Once the relationships between circuit elements have been established, the design is again transformed into physical design data describing specific geometric elements. These geometric elements define the shapes that will be created in various materials to form the circuit elements. Custom layout editors, such as Mentor Graphics' IC Station or Cadence's Virtuoso are commonly used for this task. Automated place and route tools can also be used to define the physical layouts, especially of wires that will be used to interconnect logical elements.
Thus, the physical design data represents the patterns that will be written onto the masks used to fabricate the desired microcircuit device, typically by photolithographic processes. Each layer of the integrated circuit has a corresponding layer representation in the physical database, and the geometric shapes described by the data in that layer representation define the relative locations of the circuit elements. For example, the shapes for the layer representation of an implant layer define the regions where doping will occur; the line shapes in the layer representation of an interconnect layer define the locations of the metal wires to connect elements, etc. A manufacturing facility or “fab” will then manufacture the integrated circuits using the masks. Each fab specifies its own physical design parameters for compliance with their process, equipment, and techniques.

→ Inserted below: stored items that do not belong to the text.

use std::cell::Cell;
use std::collections::BTreeMap;
use std::time::Duration;

use async_trait::async_trait;
use chrono::{DateTime, SecondsFormat, Utc};
use log::{error, info, warn};
use serde::Serialize;
use thiserror::Error;

use crate::config::FormConfig;
use crate::phone;
use crate::tracking;

pub const SOURCE_TAG: &str = "lp-events-fasthomes";
/// The loading overlay stays up at least this long, even on fast answers.
pub const MIN_LOADING: Duration = Duration::from_millis(1_000);

const LINK_TEXT: &str = "Abrir catálogo no site";

#[derive(Clone, Copy, Debug, PartialEq, Eq)]
pub enum SubmissionState {
    Idle,
    Submitting,
    Succeeded,
    Failed,
}

#[derive(Debug, Error)]
pub enum SubmitError {
    #[error("webhook not configured, set data-webhook on the mount element")]
    MissingWebhook,
    #[error("could not encode payload: {0}")]
    Encode(String),
    #[error("request failed: {0}")]
    Network(String),
    #[error("webhook answered {status}: {body}")]
    Status { status: u16, body: String },
}

/// Page state read at the moment of submission.
#[derive(Clone, Debug, PartialEq)]
pub struct PageContext {
    pub url: String,
    pub referrer: Option<String>,
}

#[derive(Clone, Debug, PartialEq, Serialize)]
pub struct SubmissionPayload {
    pub phone: String,
    pub raw: String,
    pub source: String,
    pub timestamp: String,
    pub page_url: String,
    pub page_referrer: Option<String>,
    pub query_params: BTreeMap<String, String>,
    pub utm: BTreeMap<String, String>,
}

impl SubmissionPayload {
    pub fn new(phone: String, raw: &str, page: &PageContext, now: DateTime<Utc>) -> Self {
        let query_params = tracking::query_params(&page.url);
        let utm = tracking::extract_utms(&query_params);
        Self {
            phone,
            raw: raw.to_string(),
            source: SOURCE_TAG.to_string(),
            timestamp: now.to_rfc3339_opts(SecondsFormat::Millis, true),
            page_url: page.url.clone(),
            page_referrer: page.referrer.clone().filter(|r| !r.is_empty()),
            query_params,
            utm,
        }
    }
}

#[derive(Clone, Copy, Debug, PartialEq, Eq)]
pub enum PopupKind {
    Success,
    Error,
}

#[derive(Clone, Debug, PartialEq)]
pub struct ResultPopup {
    pub kind: PopupKind,
    pub title: String,
    pub message: String,
    pub link_href: String,
    pub link_text: String,
    pub illustration: Option<String>,
}

impl ResultPopup {
    pub fn success(config: &FormConfig) -> Self {
        Self {
            kind: PopupKind::Success,
            title: "Enviado com sucesso".to_string(),
            message: "Nós da Equipe da Fast Homes agradecemos o seu contato!".to_string(),
            link_href: config.fallback_url.clone(),
            link_text: LINK_TEXT.to_string(),
            illustration: config.success_img.clone(),
        }
    }

    pub fn failure(config: &FormConfig) -> Self {
        Self {
            kind: PopupKind::Error,
            title: "Erro ao enviar o Catálogo".to_string(),
            message: "Não conseguimos registrar seu contato agora. Tente novamente em \
                      instantes ou acesse o catálogo direto pelo link abaixo."
                .to_string(),
            link_href: config.fallback_url.clone(),
            link_text: LINK_TEXT.to_string(),
            illustration: config.error_img.clone(),
        }
    }
}

#[async_trait(?Send)]
pub trait WebhookTransport {
    /// POSTs `payload` as JSON. A body that is not JSON comes back as an
    /// empty object; a non-2xx status is always an error.
    async fn post_json(
        &self,
        url: &str,
        payload: &SubmissionPayload,
    ) -> Result<serde_json::Value, SubmitError>;
}

#[async_trait(?Send)]
pub trait Delay {
    async fn sleep(&self, duration: Duration);
}

/// Everything the sequencer is allowed to touch on screen.
pub trait SubmissionView {
    fn set_submit_enabled(&self, enabled: bool);
    fn focus_input(&self);
    /// Explains why a submit was refused.
    fn show_hint(&self);
    /// What the phone field holds right now.
    fn current_text(&self) -> String;
    fn set_loading(&self, loading: bool);
    /// Check icon, "sent" label and success styling on the button.
    fn mark_sent(&self);
    fn open_popup(&self, popup: ResultPopup);
}

pub struct Sequencer<T, D> {
    config: FormConfig,
    transport: T,
    delay: D,
    min_loading: Duration,
    state: Cell<SubmissionState>,
}

impl<T, D> Sequencer<T, D>
where
    T: WebhookTransport,
    D: Delay,
{
    pub fn new(config: FormConfig, transport: T, delay: D) -> Self {
        Self {
            config,
            transport,
            delay,
            min_loading: MIN_LOADING,
            state: Cell::new(SubmissionState::Idle),
        }
    }

    /// In flight or already sent.
    pub fn is_locked(&self) -> bool {
        matches!(
            self.state.get(),
            SubmissionState::Submitting | SubmissionState::Succeeded
        )
    }

    pub async fn submit<V: SubmissionView>(
        &self,
        view: &V,
        raw: &str,
        page: PageContext,
    ) -> SubmissionState {
        let current = self.state.get();
        if self.is_locked() {
            warn!("Ignoring submit while {:?}", current);
            return current;
        }

        let e164 = if phone::is_valid_mobile(raw) {
            phone::to_e164(raw)
        } else {
            None
        };
        let Some(e164) = e164 else {
            view.set_submit_enabled(false);
            view.show_hint();
            view.focus_input();
            return current;
        };

        self.state.set(SubmissionState::Submitting);
        view.set_submit_enabled(false);
        view.set_loading(true);
        info!("Submitting lead to webhook");

        let (result, ()) = futures::join!(
            self.send(e164, raw, &page),
            self.delay.sleep(self.min_loading)
        );

        view.set_loading(false);
        match result {
            Ok(_) => {
                info!("Lead submitted");
                self.state.set(SubmissionState::Succeeded);
                view.mark_sent();
                view.open_popup(ResultPopup::success(&self.config));
                view.set_submit_enabled(false);
            }
            Err(e) => {
                error!("Lead submission failed: {}", e);
                self.state.set(SubmissionState::Failed);
                view.open_popup(ResultPopup::failure(&self.config));
                // The field stays editable while loading.
                view.set_submit_enabled(phone::is_valid_mobile(&view.current_text()));
            }
        }
        self.state.get()
    }

    async fn send(
        &self,
        phone: String,
        raw: &str,
        page: &PageContext,
    ) -> Result<serde_json::Value, SubmitError> {
        let payload = SubmissionPayload::new(phone, raw, page, Utc::now());
        let url = self
            .config
            .webhook_url
            .as_deref()
            .ok_or(SubmitError::MissingWebhook)?;
        self.transport.post_json(url, &payload).await
    }
}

As the importance of microcircuit devices grow, designers and manufacturers continue to improve these devices. Each year, for example, microcircuit device manufacturers develop new techniques that allow microcircuit devices, such as programmable microprocessors, to be more complex and smaller in size. Microprocessors are now manufactured with over 50 million transistors, many with dimensions of only 90 nm. As microcircuit devices become more complex and their circuit elements smaller, they also become more difficult to correctly manufacture. For example, a conventional microcircuit device may have millions of different connections, and even a single broken or shorted connection may cause the operation of the microcircuit to fail.
Increasing the manufacturing yield of an integrated circuit by reducing the number of defects created during the manufacturing process traditionally has been the responsibility of the fabs that manufacture the integrated circuits. Typically, a fab will identify defects after an initial manufacturing run, and then make changes in the manufacturing process or equipment for subsequent manufacturing runs in the hope of avoiding the identified defects and improving the manufacturing yield of the integrated circuit. The complexity of the design and manufacturing process for modern integrated circuits constructed at nanometer geometries has led to a dramatic rise in the number of defects that occur only as a result of the interaction between the design and the process, however. As a result, it has become increasingly difficult for a fab to identify changes in the process or equipment that will reduce these new types of defects. In many cases these new defect types are too difficult or costly to even detect during the manufacturing process.